“No fim do dia, a
Justiça e o Jornalismo estão ao serviço do cidadão”, Ericino de Salema,
Jornalista e Jurista
ARMANDO NENANE*
Legenda: Jornalista Armando Nenane em discurso sobre jornalismo judiciário. Foto: www.irex.co.mz
No momento em que escrevo o presente
artigo, recebo notificações sucessivas no facebook, através da internet
instalada no meu computador via modem. Essas notificações são da conta do
facebook do Conselho Nacional da Justiça do Brasil, dando-me notícias sobre
aquilo que está a acontecer no mundo da justiça naquele país latino-americano.
“Conselheiro cassa promoção de juiza ao cargo de desembargadora do TJAP”.

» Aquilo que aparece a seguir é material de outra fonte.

// Copyright (c) 2026 100monkeys.ai
// SPDX-License-Identifier: AGPL-3.0

//! Detection metrics: how fast the engine notices and reacts.
//!
//! MTTD is the mean gap between when an event occurred and when the engine
//! detected it; MTTA the mean gap between detection and a committed action.
//! Negative gaps (clock skew between sources) are excluded from the means
//! rather than dragging them below zero.

use chrono::{DateTime, Utc};
use dashmap::DashMap;
use metrics::counter;

use crate::domain::event::EventId;

#[derive(Debug, Clone, Copy)]
struct Timings {
    occurred_at: DateTime<Utc>,
    detected_at: DateTime<Utc>,
    action_at: Option<DateTime<Utc>>,
}

#[derive(Debug, Clone, PartialEq, serde::Serialize)]
pub struct MetricsSnapshot {
    /// Mean time to detect, seconds. `None` until something was detected.
    pub mttd_seconds: Option<f64>,
    /// Mean time to act, seconds. `None` until something was acted on.
    pub mtta_seconds: Option<f64>,
    pub events_seen: usize,
    pub actions_taken: usize,
}

#[derive(Default)]
pub struct DetectionMetrics {
    events: DashMap<EventId, Timings>,
}

impl DetectionMetrics {
    pub fn new() -> Self {
        Self::default()
    }

    /// Record that an event was detected now.
    pub fn track_detection(&self, event_id: &EventId, occurred_at: DateTime<Utc>) {
        counter!("sentinel_detections").increment(1);
        self.events.insert(
            event_id.clone(),
            Timings {
                occurred_at,
                detected_at: Utc::now(),
                action_at: None,
            },
        );
    }

    /// Record that an action for this event was committed now.
    pub fn track_action(&self, event_id: &EventId) {
        counter!("sentinel_actions_taken").increment(1);
        if let Some(mut timings) = self.events.get_mut(event_id) {
            timings.action_at = Some(Utc::now());
        }
    }

    pub fn snapshot(&self) -> MetricsSnapshot {
        let mut detect_gaps = Vec::new();
        let mut action_gaps = Vec::new();
        let mut actions_taken = 0usize;
        let mut events_seen = 0usize;

        for entry in self.events.iter() {
            events_seen += 1;
            let t = *entry.value();

            let detect = (t.detected_at - t.occurred_at).num_milliseconds() as f64 / 1000.0;
            if detect >= 0.0 {
                detect_gaps.push(detect);
            }

            if let Some(action_at) = t.action_at {
                actions_taken += 1;
                let act = (action_at - t.detected_at).num_milliseconds() as f64 / 1000.0;
                if act >= 0.0 {
                    action_gaps.push(act);
                }
            }
        }

        let mean = |v: &[f64]| {
            if v.is_empty() {
                None
            } else {
                Some(v.iter().sum::<f64>() / v.len() as f64)
            }
        };

        MetricsSnapshot {
            mttd_seconds: mean(&detect_gaps),
            mtta_seconds: mean(&action_gaps),
            events_seen,
            actions_taken,
        }
    }
}

#[cfg(test)]
mod tests {
    use super::*;
    use chrono::Duration;

    #[test]
    fn test_empty_snapshot() {
        let m = DetectionMetrics::new();
        let snap = m.snapshot();
        assert_eq!(snap.events_seen, 0);
        assert_eq!(snap.actions_taken, 0);
        assert_eq!(snap.mttd_seconds, None);
        assert_eq!(snap.mtta_seconds, None);
    }

    #[test]
    fn test_mttd_reflects_detection_lag() {
        let m = DetectionMetrics::new();
        let id = EventId("e1".into());
        m.track_detection(&id, Utc::now() - Duration::seconds(10));

        let snap = m.snapshot();
        assert_eq!(snap.events_seen, 1);
        let mttd = snap.mttd_seconds.unwrap();
        assert!(mttd >= 9.0 && mttd < 12.0, "got {mttd}");
        assert_eq!(snap.mtta_seconds, None);
    }

    #[test]
    fn test_action_tracking() {
        let m = DetectionMetrics::new();
        let acted = EventId("acted".into());
        let ignored = EventId("ignored".into());

        m.track_detection(&acted, Utc::now());
        m.track_detection(&ignored, Utc::now());
        m.track_action(&acted);

        let snap = m.snapshot();
        assert_eq!(snap.events_seen, 2);
        assert_eq!(snap.actions_taken, 1);
        assert!(snap.mtta_seconds.unwrap() >= 0.0);
    }

    #[test]
    fn test_future_occurrence_excluded_from_mttd() {
        let m = DetectionMetrics::new();
        // Source clock ahead of ours: the gap is negative and excluded.
        m.track_detection(&EventId("skewed".into()), Utc::now() + Duration::seconds(60));
        assert_eq!(m.snapshot().mttd_seconds, None);
    }

    #[test]
    fn test_action_for_unknown_event_is_ignored() {
        let m = DetectionMetrics::new();
        m.track_action(&EventId("never-detected".into()));
        assert_eq!(m.snapshot().actions_taken, 0);
    }
}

“Cinco magistrados foram afastados e três punidos em sessão do CNJ”.
“Inscrição
para Mostra do Judiciário termina segunda-feira, dia 30”. “Empresa contribui
para reinserção social de mais de cem detentos”. “Justiça no bairro chega à
nova aldeia indígena em Nova Laranjeiras”. “Tribunal paranaense leva cidadania
a comunidades ribeirinhas”. “Magistrados concluem segundo módulo do curso de
Aperfeiçoamento em Prática Jurídica”. “Prorrogado prazo de envio das sugestões
para 1º grau da justiça”. Tendo avistado as notificações, clico na notícia
relativa à cassação da promoção de juíza ao cargo de desembargadora do TJAP e
entro em contacto com o website do CNJ, uma instituição pública que visa
aperfeiçoar o trabalho do sistema judiciário brasileiro, a fim de saber mais
sobre o assunto. É assim que todos os dias tomo conhecimento de tudo aquilo que
acontece na justiça brasileira. A Constituição da República Federal do Brasil
estabelece que todos têm direito a receber dos órgãos públicos informações de
seu interesse particular ou de interesse coletivo ou geral (inciso XXXIII do
art. 5º da Constituição da República). Para tornar essa premissa
realidade, foi criada a Lei de Acesso à Informação (Lei
n. 12.527 de 2011). Com a lei, a publicidade tornou-se a regra e o
sigilo, a excepção. No Poder Judiciário, além de proporcinar mais transparência
sobre o funcionamento dos tribunais, a norma torna mais rápido e fácil o acesso
de qualquer pessoa a dados, como remuneração de servidores e magistrados,
movimentação financeira, despesas e processos.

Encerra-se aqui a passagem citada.